We observed an increase in the protein expression levels of PFN1 in response to GUTK in a concentration-dependent manner in HCC cells, including HepG2, Li-7 and PLC/PRF/5 cells (Figure 6F, Supplementary Figure S8A and S8B). We also monitored the mRNA levels of PFN1 in response to GUTK in these three HCC cell lines (HepG2, Li-7 and PLC/PRF/5) by qPCR. GUTK treatment led to an increase in the expression levels of PFN1 mRNA in all cell lines tested (increased by 3.1-, 1.9- and 2.2-fold, respectively) (Figure 5A and Supplementary Figure S8C and S8D). We harvested the lung tissue from control- and GUTK-treated mice to monitor the levels of PFN1 mRNA expression by qPCR as well as protein expression levels of PFN1 by immunohistochemistry. In agreement with the HCC cell data, there was an increase in the mRNA levels and protein expression levels of PFN1 in the lung tumor nodules from GUTK-treated mice in a dose-dependent manner (Figure 5B and 5C).

We explored the mechanisms by which PFN1 or GUTK suppresses HCC cell motility and metastasis. Over-expression of PFN1 (Figure 6A and 6B) or incubation with GUTK (Figure 6C and 6D) in HepG2 cells decreased the actin filaments (F-actin) determined by phalloidin staining. In contrast, the levels of monomer globular actin (G-actin), as detected by immunofluorescence staining, were not altered when PFN1 was over-expressed (Figure 6B) or incubated with GUTK (Figure 6D). We then examined the response of Rho-GTPase–dependent Arp2/3 complex and independent Diap1 proteins to PFN1 or GUTK. Arp2/3 protein expression was reduced in HepG2 cells when PFN1 was over-expressed (Figure 6E) or incubated with GUTK (Figure 6F). Concomitantly, phosphorylated Rac1/Cdc42, WAVE-2, N-WASP and cortactin were all decreased following over-expression of PFN1 (Figure 6E) or incubation with GUTK (Figure 6F). Diap1 was decreased in HepG2 cells when PFN1 was over-expressed (Figure 6E) but there was no obvious change in the presence of GUTK (Figure 6F). Cofilin was decreased in HepG2 cells after treatment with GUTK (Figure 6F) but there was no obvious change when PFN1 was over-expressed (Figure 6E). Therefore, the increase in PFN1 expression induced by GUTK treatment highly coincides with a reduction in the expression of tumor metastasis markers.

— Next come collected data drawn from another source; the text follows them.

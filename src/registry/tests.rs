//! Tests for the instance and process-wide codec registries

use super::*;
use crate::codec::float_blob::{encode, float_blob_codec};
use crate::geom::{Rgba, Vec2, Vec3};
use eyre::eyre;

/// Tests that touch the process-wide registry serialize on this lock so
/// `clear()` in one test cannot race another test's lazy re-init.
static GLOBAL_TEST_LOCK: Mutex<()> = Mutex::new(());

struct FakeRow {
    blobs: Vec<Vec<u8>>,
}

impl ColumnSource for FakeRow {
    fn blob(&self, column_index: usize) -> Result<&[u8]> {
        self.blobs
            .get(column_index)
            .map(|b| b.as_slice())
            .ok_or_else(|| eyre!("no column {}", column_index))
    }
}

#[derive(Default)]
struct FakeStatement {
    bound: Vec<(usize, Vec<u8>)>,
}

impl BindSink for FakeStatement {
    fn bind_blob(&mut self, param_index: usize, bytes: &[u8]) -> Result<()> {
        self.bound.push((param_index, bytes.to_vec()));
        Ok(())
    }
}

/// A type with no registered codec, standing in for engine-native values.
struct PlainInteger;

#[test]
fn new_registry_is_empty() {
    let registry = CodecRegistry::new();
    assert!(registry.is_empty());
    assert!(!registry.contains(TypeId::of::<Vec2>()));
}

#[test]
fn with_defaults_makes_builtins_usable_immediately() {
    let registry = CodecRegistry::with_defaults();
    assert_eq!(registry.len(), 3);

    let row = FakeRow {
        blobs: vec![encode(&Vec3::new(1.0, 2.0, 3.0)).to_vec()],
    };
    let value = registry
        .try_read(TypeId::of::<Vec3>(), &row, 0)
        .unwrap()
        .unwrap();
    assert_eq!(*value.downcast_ref::<Vec3>().unwrap(), Vec3::new(1.0, 2.0, 3.0));
}

#[test]
fn unknown_type_is_not_an_error_and_has_no_side_effects() {
    let registry = CodecRegistry::with_defaults();
    let row = FakeRow { blobs: vec![] };
    let mut stmt = FakeStatement::default();

    let read = registry.try_read(TypeId::of::<PlainInteger>(), &row, 0).unwrap();
    assert!(read.is_none());

    let described = registry.try_sql_type(TypeId::of::<PlainInteger>(), &ColumnInfo::named("n"));
    assert!(described.is_none());

    let bound = registry
        .try_bind(TypeId::of::<PlainInteger>(), &mut stmt, 1, &PlainInteger)
        .unwrap();
    assert!(!bound);
    assert!(stmt.bound.is_empty());
}

#[test]
fn duplicate_registration_fails_and_leaves_first_codec_working() {
    let mut registry = CodecRegistry::with_defaults();

    let err = registry
        .register_for::<Vec2>(float_blob_codec::<Vec2>())
        .unwrap_err();
    assert!(err.to_string().contains("already registered"));

    // The original registration still answers.
    let described = registry.try_sql_type(TypeId::of::<Vec2>(), &ColumnInfo::named("pos"));
    assert_eq!(described.as_deref(), Some("blob"));
}

#[test]
fn custom_codec_registers_and_binds() {
    struct Angle(f32);

    let mut registry = CodecRegistry::new();
    registry
        .register_for::<Angle>(Codec::new(
            |source, idx| {
                let bytes = source.blob(idx)?;
                if bytes.len() != 4 {
                    eyre::bail!("malformed angle blob: {} bytes", bytes.len());
                }
                let radians = f32::from_le_bytes([bytes[0], bytes[1], bytes[2], bytes[3]]);
                Ok(Box::new(Angle(radians)) as Box<dyn Any + Send>)
            },
            |_| "blob".to_string(),
            |sink, idx, value| {
                let Some(angle) = value.downcast_ref::<Angle>() else {
                    eyre::bail!("not an angle");
                };
                sink.bind_blob(idx, &angle.0.to_le_bytes())
            },
        ))
        .unwrap();

    let mut stmt = FakeStatement::default();
    let bound = registry
        .try_bind(TypeId::of::<Angle>(), &mut stmt, 1, &Angle(1.5))
        .unwrap();
    assert!(bound);
    assert_eq!(stmt.bound[0].1, 1.5f32.to_le_bytes().to_vec());
}

#[test]
fn bind_error_from_engine_propagates_unwrapped() {
    struct RejectingStatement;

    impl BindSink for RejectingStatement {
        fn bind_blob(&mut self, _param_index: usize, _bytes: &[u8]) -> Result<()> {
            Err(eyre!("engine rejected the bind"))
        }
    }

    let registry = CodecRegistry::with_defaults();
    let err = registry
        .try_bind(
            TypeId::of::<Vec2>(),
            &mut RejectingStatement,
            1,
            &Vec2::new(0.0, 0.0),
        )
        .unwrap_err();
    assert!(err.to_string().contains("engine rejected"));
}

#[test]
fn global_lazy_init_makes_defaults_usable_without_setup() {
    let _guard = GLOBAL_TEST_LOCK.lock();
    clear();

    let row = FakeRow {
        blobs: vec![encode(&Vec2::new(3.5, -1.25)).to_vec()],
    };
    let value: Vec2 = try_read_as(&row, 0).unwrap().unwrap();
    assert_eq!(value, Vec2::new(3.5, -1.25));

    assert!(is_registered(TypeId::of::<Vec3>()));
    assert!(is_registered(TypeId::of::<Rgba>()));
}

#[test]
fn global_register_after_first_touch_rejects_builtin_override() {
    let _guard = GLOBAL_TEST_LOCK.lock();
    clear();

    // First touch of register() installs the defaults before applying the
    // caller's codec, so a built-in type id is already taken.
    let err = register_for::<Rgba>(float_blob_codec::<Rgba>()).unwrap_err();
    assert!(err.to_string().contains("already registered"));

    // The default codec survived the failed registration.
    let described = try_sql_type(TypeId::of::<Rgba>(), &ColumnInfo::named("tint"));
    assert_eq!(described.as_deref(), Some("blob"));
}

#[test]
fn global_clear_wipes_custom_registrations_but_defaults_heal() {
    let _guard = GLOBAL_TEST_LOCK.lock();
    clear();

    struct Custom;
    register_for::<Custom>(float_blob_codec::<Vec2>()).unwrap();
    assert!(is_registered(TypeId::of::<Custom>()));

    clear();

    // Custom registration is gone; built-ins repopulate on next touch.
    assert!(!is_registered(TypeId::of::<Custom>()));
    assert!(is_registered(TypeId::of::<Vec2>()));
}

#[test]
fn global_bind_by_value_type_roundtrips() {
    let _guard = GLOBAL_TEST_LOCK.lock();
    clear();

    let mut stmt = FakeStatement::default();
    let color = Rgba::new(1.0, 0.0, 0.0, 1.0);
    assert!(try_bind_value(&mut stmt, 2, &color).unwrap());
    assert_eq!(stmt.bound[0].1.len(), 16);

    let row = FakeRow {
        blobs: vec![stmt.bound[0].1.clone()],
    };
    let back: Rgba = try_read_as(&row, 0).unwrap().unwrap();
    assert_eq!(back, color);
}

#[test]
fn global_unknown_type_reports_not_found() {
    let _guard = GLOBAL_TEST_LOCK.lock();
    clear();

    let mut stmt = FakeStatement::default();
    assert!(!try_bind_value(&mut stmt, 1, &42i64).unwrap());
    assert!(stmt.bound.is_empty());
    assert!(try_sql_type(TypeId::of::<i64>(), &ColumnInfo::named("n")).is_none());
}

#[test]
fn concurrent_first_use_initializes_exactly_once() {
    let _guard = GLOBAL_TEST_LOCK.lock();
    clear();

    let handles: Vec<_> = (0..8)
        .map(|_| {
            std::thread::spawn(|| {
                let described = try_sql_type(TypeId::of::<Vec2>(), &ColumnInfo::named("pos"));
                assert_eq!(described.as_deref(), Some("blob"));
            })
        })
        .collect();

    for handle in handles {
        handle.join().unwrap();
    }

    // All threads saw a fully-populated registry.
    assert!(is_registered(TypeId::of::<Vec3>()));
}
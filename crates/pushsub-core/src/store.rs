//! Subscription store seam and an in-memory implementation.
//!
//! Every method is atomic at row granularity. Read-modify-write cycles go
//! through [`SubscriptionStore::update_state`] (compare-and-set on the
//! observed row version) and renewals through [`SubscriptionStore::replace`]
//! (delete + insert as one step), so the lifecycle never needs its own locks.

use std::collections::HashMap;

use async_trait::async_trait;
use tokio::sync::RwLock;

use crate::subscriber::{RetryState, StateCounts, StateUpdate, Subscriber};

/// Store errors.
#[derive(Debug, thiserror::Error)]
pub enum StoreError {
    /// The backend could not be reached or refused the operation. Retryable.
    #[error("Store unavailable: {0}")]
    Unavailable(String),

    /// A stored row could not be decoded.
    #[error("Corrupt row: {0}")]
    Corrupt(String),
}

/// Durable subscriber records.
#[async_trait]
pub trait SubscriptionStore: Send + Sync {
    async fn get_by_id(&self, id: &str) -> Result<Option<Subscriber>, StoreError>;

    async fn get_by_callback(&self, callback_url: &str) -> Result<Option<Subscriber>, StoreError>;

    /// Snapshot of every subscriber that is due at `now`.
    async fn list_due(&self, now: i64) -> Result<Vec<Subscriber>, StoreError>;

    async fn list_idle_by_owner(&self, owner_id: &str) -> Result<Vec<Subscriber>, StoreError>;

    async fn list_by_owner(&self, owner_id: &str) -> Result<Vec<Subscriber>, StoreError>;

    /// Insert or overwrite the row with this subscriber's id.
    async fn upsert(&self, subscriber: &Subscriber) -> Result<(), StoreError>;

    /// Remove the row for `callback_url`, returning it if it existed.
    async fn delete_by_callback(&self, callback_url: &str)
    -> Result<Option<Subscriber>, StoreError>;

    /// Atomically remove any row for `callback_url` and insert `replacement`.
    ///
    /// `build` receives the removed row, if any, and returns the row to
    /// insert, or `None` to leave the callback unsubscribed. No observer sees
    /// both rows or, when a replacement is inserted, neither.
    async fn replace(
        &self,
        callback_url: &str,
        build: &(dyn for<'a> Fn(Option<&'a Subscriber>) -> Option<Subscriber> + Send + Sync),
    ) -> Result<Replaced, StoreError>;

    /// Compare-and-set a state transition.
    ///
    /// Applies `update` only if the row exists and, when `expected` is set,
    /// its [`Subscriber::version`] still equals `expected`. Every applied
    /// update bumps the version. Returns whether a row changed.
    async fn update_state(
        &self,
        id: &str,
        expected: Option<i64>,
        update: &StateUpdate,
    ) -> Result<bool, StoreError>;

    /// Delete terminated rows last renewed before `renewed_before`.
    async fn delete_terminated(&self, renewed_before: i64) -> Result<u64, StoreError>;

    async fn count_by_state(&self) -> Result<StateCounts, StoreError>;
}

/// Result of [`SubscriptionStore::replace`].
#[derive(Debug, Clone, Default, PartialEq, Eq)]
pub struct Replaced {
    pub previous: Option<Subscriber>,
    pub current: Option<Subscriber>,
}

/// Store holding rows in a map guarded by a single lock.
#[derive(Debug, Default)]
pub struct MemoryStore {
    rows: RwLock<HashMap<String, Subscriber>>,
}

impl MemoryStore {
    pub fn new() -> Self {
        Self::default()
    }

    /// Every row, ordered by callback URL.
    pub async fn snapshot(&self) -> Vec<Subscriber> {
        let mut rows: Vec<_> = self.rows.read().await.values().cloned().collect();
        rows.sort_by(|a, b| a.callback_url.cmp(&b.callback_url));
        rows
    }
}

fn sorted(mut rows: Vec<Subscriber>) -> Vec<Subscriber> {
    rows.sort_by(|a, b| a.callback_url.cmp(&b.callback_url));
    rows
}

#[async_trait]
impl SubscriptionStore for MemoryStore {
    async fn get_by_id(&self, id: &str) -> Result<Option<Subscriber>, StoreError> {
        Ok(self.rows.read().await.get(id).cloned())
    }

    async fn get_by_callback(&self, callback_url: &str) -> Result<Option<Subscriber>, StoreError> {
        Ok(self
            .rows
            .read()
            .await
            .values()
            .find(|s| s.callback_url == callback_url)
            .cloned())
    }

    async fn list_due(&self, now: i64) -> Result<Vec<Subscriber>, StoreError> {
        let rows = self.rows.read().await;
        Ok(sorted(rows.values().filter(|s| s.is_due(now)).cloned().collect()))
    }

    async fn list_idle_by_owner(&self, owner_id: &str) -> Result<Vec<Subscriber>, StoreError> {
        let rows = self.rows.read().await;
        Ok(sorted(
            rows.values()
                .filter(|s| s.owner_id == owner_id && s.state == RetryState::Idle)
                .cloned()
                .collect(),
        ))
    }

    async fn list_by_owner(&self, owner_id: &str) -> Result<Vec<Subscriber>, StoreError> {
        let rows = self.rows.read().await;
        Ok(sorted(
            rows.values()
                .filter(|s| s.owner_id == owner_id)
                .cloned()
                .collect(),
        ))
    }

    async fn upsert(&self, subscriber: &Subscriber) -> Result<(), StoreError> {
        let mut rows = self.rows.write().await;
        // Keep callback_url unique: a different id for the same callback loses.
        rows.retain(|id, s| id == &subscriber.id || s.callback_url != subscriber.callback_url);
        rows.insert(subscriber.id.clone(), subscriber.clone());
        Ok(())
    }

    async fn delete_by_callback(
        &self,
        callback_url: &str,
    ) -> Result<Option<Subscriber>, StoreError> {
        let mut rows = self.rows.write().await;
        let id = rows
            .values()
            .find(|s| s.callback_url == callback_url)
            .map(|s| s.id.clone());
        Ok(id.and_then(|id| rows.remove(&id)))
    }

    async fn replace(
        &self,
        callback_url: &str,
        build: &(dyn for<'a> Fn(Option<&'a Subscriber>) -> Option<Subscriber> + Send + Sync),
    ) -> Result<Replaced, StoreError> {
        let mut rows = self.rows.write().await;
        let previous_id = rows
            .values()
            .find(|s| s.callback_url == callback_url)
            .map(|s| s.id.clone());
        let previous = previous_id.and_then(|id| rows.remove(&id));

        let current = build(previous.as_ref());
        if let Some(row) = &current {
            rows.insert(row.id.clone(), row.clone());
        }
        Ok(Replaced { previous, current })
    }

    async fn update_state(
        &self,
        id: &str,
        expected: Option<i64>,
        update: &StateUpdate,
    ) -> Result<bool, StoreError> {
        let mut rows = self.rows.write().await;
        let Some(row) = rows.get_mut(id) else {
            return Ok(false);
        };
        if expected.is_some_and(|version| version != row.version) {
            return Ok(false);
        }
        row.apply(update);
        Ok(true)
    }

    async fn delete_terminated(&self, renewed_before: i64) -> Result<u64, StoreError> {
        let mut rows = self.rows.write().await;
        let before = rows.len();
        rows.retain(|_, s| !(s.state == RetryState::Terminated && s.renewed_at < renewed_before));
        Ok((before - rows.len()) as u64)
    }

    async fn count_by_state(&self) -> Result<StateCounts, StoreError> {
        let rows = self.rows.read().await;
        let mut counts = StateCounts::default();
        for row in rows.values() {
            counts.add(row.state);
        }
        Ok(counts)
    }
}
//! Configuration resolution for pushsub.
//!
//! Implements hierarchical config resolution:
//! 1. Built-in defaults
//! 2. Global config (~/.config/pushsub/settings.json)
//! 3. Explicit config file (`--config`)
//! 4. Environment variables
//! 5. CLI arguments (highest priority, applied by the binary)

use serde::{Deserialize, Serialize};
use serde_json::{Map, Value};
use std::path::{Path, PathBuf};

use crate::dispatch::Priority;
use crate::error::{Error, Result};

/// Complete pushsub configuration.
#[derive(Debug, Clone, Serialize, Deserialize, Default)]
pub struct Config {
    #[serde(default)]
    pub backoff: BackoffConfig,
    #[serde(default)]
    pub hub: HubConfig,
}

/// Retry escalation parameters.
#[derive(Debug, Clone, Copy, PartialEq, Eq, Serialize, Deserialize)]
#[serde(default)]
pub struct BackoffConfig {
    /// Retry counts above this stop retrying and suspend or terminate.
    pub max_retries: u32,
    /// Inactivity (days since last renewal) beyond which an exhausted
    /// subscriber is terminated instead of suspended.
    pub terminate_after_inactive_days: i64,
    /// Upper bound of the per-attempt jitter factor.
    pub jitter_max_secs: u64,
}

impl Default for BackoffConfig {
    fn default() -> Self {
        Self {
            max_retries: 14,
            terminate_after_inactive_days: 60,
            jitter_max_secs: 30,
        }
    }
}

/// Hub process configuration.
#[derive(Debug, Clone, Serialize, Deserialize)]
#[serde(default)]
pub struct HubConfig {
    pub database_path: Option<PathBuf>,
    pub log_level: String,
    /// Seconds between due-set scans.
    pub requeue_interval_secs: u64,
    /// Seconds between pruning passes over terminated subscribers.
    pub prune_interval_secs: u64,
    /// Terminated subscribers not renewed for this many days are deleted.
    pub prune_after_days: i64,
    /// Priority for first attempts after a publish.
    pub default_priority: Priority,
}

impl Default for HubConfig {
    fn default() -> Self {
        Self {
            database_path: None,
            log_level: "info".to_string(),
            requeue_interval_secs: 60,
            prune_interval_secs: 3600,
            prune_after_days: 30,
            default_priority: Priority::High,
        }
    }
}

/// Load configuration with hierarchical resolution.
pub fn load_config(explicit: Option<&Path>) -> Result<Config> {
    let mut layers = Vec::new();

    // Global config is optional
    if let Some(global_path) = global_config_path() {
        if global_path.exists() {
            layers.push(global_path);
        }
    }

    // A missing explicit config is an error
    if let Some(path) = explicit {
        layers.push(path.to_path_buf());
    }

    let mut config = load_layers(&layers)?;
    apply_env_overrides(&mut config, |key| std::env::var(key).ok());

    Ok(config)
}

/// Get the global config file path.
pub fn global_config_path() -> Option<PathBuf> {
    config_dir().map(|p| p.join("settings.json"))
}

/// Default database path for the hub.
pub fn database_path() -> Option<PathBuf> {
    config_dir().map(|p| p.join("hub.db"))
}

fn config_dir() -> Option<PathBuf> {
    #[cfg(target_os = "windows")]
    {
        std::env::var("USERPROFILE")
            .ok()
            .map(|h| PathBuf::from(h).join(".pushsub"))
    }
    #[cfg(target_os = "macos")]
    {
        std::env::var("HOME")
            .ok()
            .map(|h| PathBuf::from(h).join("Library/Application Support/pushsub"))
    }
    #[cfg(target_os = "linux")]
    {
        std::env::var("XDG_CONFIG_HOME")
            .ok()
            .map(PathBuf::from)
            .or_else(|| std::env::var("HOME").ok().map(|h| PathBuf::from(h).join(".config")))
            .map(|p| p.join("pushsub"))
    }
    #[cfg(not(any(target_os = "windows", target_os = "macos", target_os = "linux")))]
    {
        None
    }
}

/// Deep-merge config files in order, later files winning per key, then
/// decode the result over the built-in defaults.
fn load_layers<P: AsRef<Path>>(paths: &[P]) -> Result<Config> {
    let mut merged = Value::Object(Map::new());
    for path in paths {
        merge_json(&mut merged, read_config_value(path.as_ref())?);
    }
    serde_json::from_value(merged)
        .map_err(|e| Error::Config(format!("Invalid configuration: {e}")))
}

fn load_config_file(path: &Path) -> Result<Config> {
    load_layers(&[path])
}

fn read_config_value(path: &Path) -> Result<Value> {
    let content = std::fs::read_to_string(path).map_err(|e| {
        Error::Config(format!("Failed to read config file {}: {}", path.display(), e))
    })?;
    let value: Value = serde_json::from_str(&content).map_err(|e| {
        Error::Config(format!("Failed to parse config file {}: {}", path.display(), e))
    })?;
    if !value.is_object() {
        return Err(Error::Config(format!(
            "Failed to parse config file {}: top level must be an object",
            path.display()
        )));
    }
    Ok(value)
}

/// Overlay `overlay` onto `base`. Objects merge key by key, anything else
/// replaces.
fn merge_json(base: &mut Value, overlay: Value) {
    match (base, overlay) {
        (Value::Object(base), Value::Object(overlay)) => {
            for (key, value) in overlay {
                match base.get_mut(&key) {
                    Some(existing) => merge_json(existing, value),
                    None => {
                        base.insert(key, value);
                    }
                }
            }
        }
        (base, overlay) => *base = overlay,
    }
}

fn apply_env_overrides(config: &mut Config, var: impl Fn(&str) -> Option<String>) {
    if let Some(n) = var("PUSHSUB_MAX_RETRIES").and_then(|v| v.parse().ok()) {
        config.backoff.max_retries = n;
    }
    if let Some(n) = var("PUSHSUB_TERMINATE_AFTER_DAYS").and_then(|v| v.parse().ok()) {
        config.backoff.terminate_after_inactive_days = n;
    }
    if let Some(path) = var("PUSHSUB_DB_PATH") {
        config.hub.database_path = Some(PathBuf::from(path));
    }
    if let Some(val) = var("PUSHSUB_LOG_LEVEL") {
        config.hub.log_level = val;
    }
    if let Some(n) = var("PUSHSUB_REQUEUE_INTERVAL_SECS").and_then(|v| v.parse().ok()) {
        config.hub.requeue_interval_secs = n;
    }
}

#[cfg(test)]
#[allow(clippy::unwrap_used)]
mod tests {
    use super::*;
    use std::collections::HashMap;

    #[test]
    fn default_backoff_matches_escalation_limits() {
        let config = Config::default();
        assert_eq!(config.backoff.max_retries, 14);
        assert_eq!(config.backoff.terminate_after_inactive_days, 60);
        assert_eq!(config.backoff.jitter_max_secs, 30);
    }

    #[test]
    fn default_hub_requeues_every_minute() {
        let config = Config::default();
        assert_eq!(config.hub.requeue_interval_secs, 60);
        assert_eq!(config.hub.default_priority, Priority::High);
    }

    #[test]
    fn partial_file_keeps_defaults_for_missing_fields() {
        let dir = tempfile::tempdir().unwrap();
        let path = dir.path().join("settings.json");
        std::fs::write(&path, r#"{"backoff":{"max_retries":5},"hub":{"prune_after_days":7}}"#)
            .unwrap();

        let loaded = load_config_file(&path).unwrap();
        assert_eq!(loaded.backoff.max_retries, 5);
        assert_eq!(loaded.backoff.terminate_after_inactive_days, 60);
        assert_eq!(loaded.hub.prune_after_days, 7);
        assert_eq!(loaded.hub.requeue_interval_secs, 60);
    }

    #[test]
    fn unreadable_file_is_config_error() {
        let err = load_config_file(Path::new("/nonexistent/pushsub.json")).unwrap_err();
        assert!(matches!(err, Error::Config(_)));
    }

    #[test]
    fn malformed_file_is_config_error() {
        let dir = tempfile::tempdir().unwrap();
        let path = dir.path().join("settings.json");
        std::fs::write(&path, "{ not json").unwrap();
        let err = load_config_file(&path).unwrap_err();
        assert!(err.to_string().contains("Failed to parse"));
    }

    #[test]
    fn env_overrides_win_over_file_values() {
        let env: HashMap<&str, &str> = HashMap::from([
            ("PUSHSUB_MAX_RETRIES", "3"),
            ("PUSHSUB_DB_PATH", "/tmp/hub.db"),
            ("PUSHSUB_REQUEUE_INTERVAL_SECS", "not-a-number"),
        ]);
        let mut config = Config::default();
        apply_env_overrides(&mut config, |k| env.get(k).map(ToString::to_string));

        assert_eq!(config.backoff.max_retries, 3);
        assert_eq!(config.hub.database_path, Some(PathBuf::from("/tmp/hub.db")));
        assert_eq!(config.hub.requeue_interval_secs, 60);
    }

    #[test]
    fn explicit_file_only_overrides_the_keys_it_names() {
        let dir = tempfile::tempdir().unwrap();
        let global = dir.path().join("settings.json");
        let explicit = dir.path().join("hub.json");
        std::fs::write(
            &global,
            r#"{"backoff":{"max_retries":5},"hub":{"prune_after_days":7,"database_path":"/var/lib/pushsub/hub.db"}}"#,
        )
        .unwrap();
        std::fs::write(&explicit, r#"{"hub":{"log_level":"debug","prune_after_days":9}}"#).unwrap();

        let config = load_layers(&[&global, &explicit]).unwrap();
        assert_eq!(config.backoff.max_retries, 5);
        assert_eq!(config.backoff.jitter_max_secs, 30);
        assert_eq!(config.hub.log_level, "debug");
        assert_eq!(config.hub.prune_after_days, 9);
        assert_eq!(config.hub.requeue_interval_secs, 60);
        assert_eq!(
            config.hub.database_path,
            Some(PathBuf::from("/var/lib/pushsub/hub.db"))
        );
    }

    #[test]
    fn no_layers_gives_defaults() {
        let config = load_layers::<&Path>(&[]).unwrap();
        assert_eq!(config.backoff, BackoffConfig::default());
        assert_eq!(config.hub.log_level, "info");
    }

    #[test]
    fn wrongly_typed_value_is_config_error() {
        let dir = tempfile::tempdir().unwrap();
        let path = dir.path().join("settings.json");
        std::fs::write(&path, r#"{"backoff":{"max_retries":"many"}}"#).unwrap();
        let err = load_config_file(&path).unwrap_err();
        assert!(matches!(err, Error::Config(ref msg) if msg.starts_with("Invalid configuration")));
    }

    #[test]
    fn non_object_file_is_config_error() {
        let dir = tempfile::tempdir().unwrap();
        let path = dir.path().join("settings.json");
        std::fs::write(&path, "[1, 2]").unwrap();
        assert!(matches!(load_config_file(&path).unwrap_err(), Error::Config(_)));
    }
}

Aberrantly reduced PFN1 expression in advanced HCC predicts poor survival

To evaluate the relevance of the reduced PFN1 to human HCC, we examined PFN1 expression in 86 individual HCCs and their adjacent non-cancer tissue specimens (Table 2) by immunohistochemical analysis. We noted significant reductions in the PFN1 protein levels (comparing negative staining against 1+, 2+ and 3+ combined, Figure 7A) or the percentage of PFN1 positive cells (Figure 7B) in later stage (T3 and T4) HCC, compared to their own adjacent non-cancer tissues. No similar difference was found in earlier stage (T1 and T2) HCC tissue. Moreover, low PFN1 levels or the fraction of PFN1 positive cells were associated with poor disease-free survival rate (Figure 7C and 7D). We also examined PFN1 expression levels in five liver cancer lines and three non-cancerous liver cell lines. Compared to the non-cancerous liver cell lines, the three liver cancer cell lines had barely detectable levels of PFN1 protein expression (Supplementary Figure S9). Of the remaining two PFN1 positive liver cancer cell lines, one was reported to be of endothelial origin (SK-HEP-1) [16]. An aberrant reduction of PFN1 expression appears to be a common phenomenon of advanced HCC and could contribute to the poor disease-free survival.

DISCUSSION

We have discovered that GUTK, a natural compound isolated from the fruits of Garcinia yunnanensis [15], strongly inhibits hepatic cancer cell migration and invasion without affecting cell survival and proliferation in vitro, and effectively suppresses lung metastasis of hepatic cancer cells without any apparent toxicity in vivo. To our knowledge, this is the first report of an anti-metastatic property of GUTK.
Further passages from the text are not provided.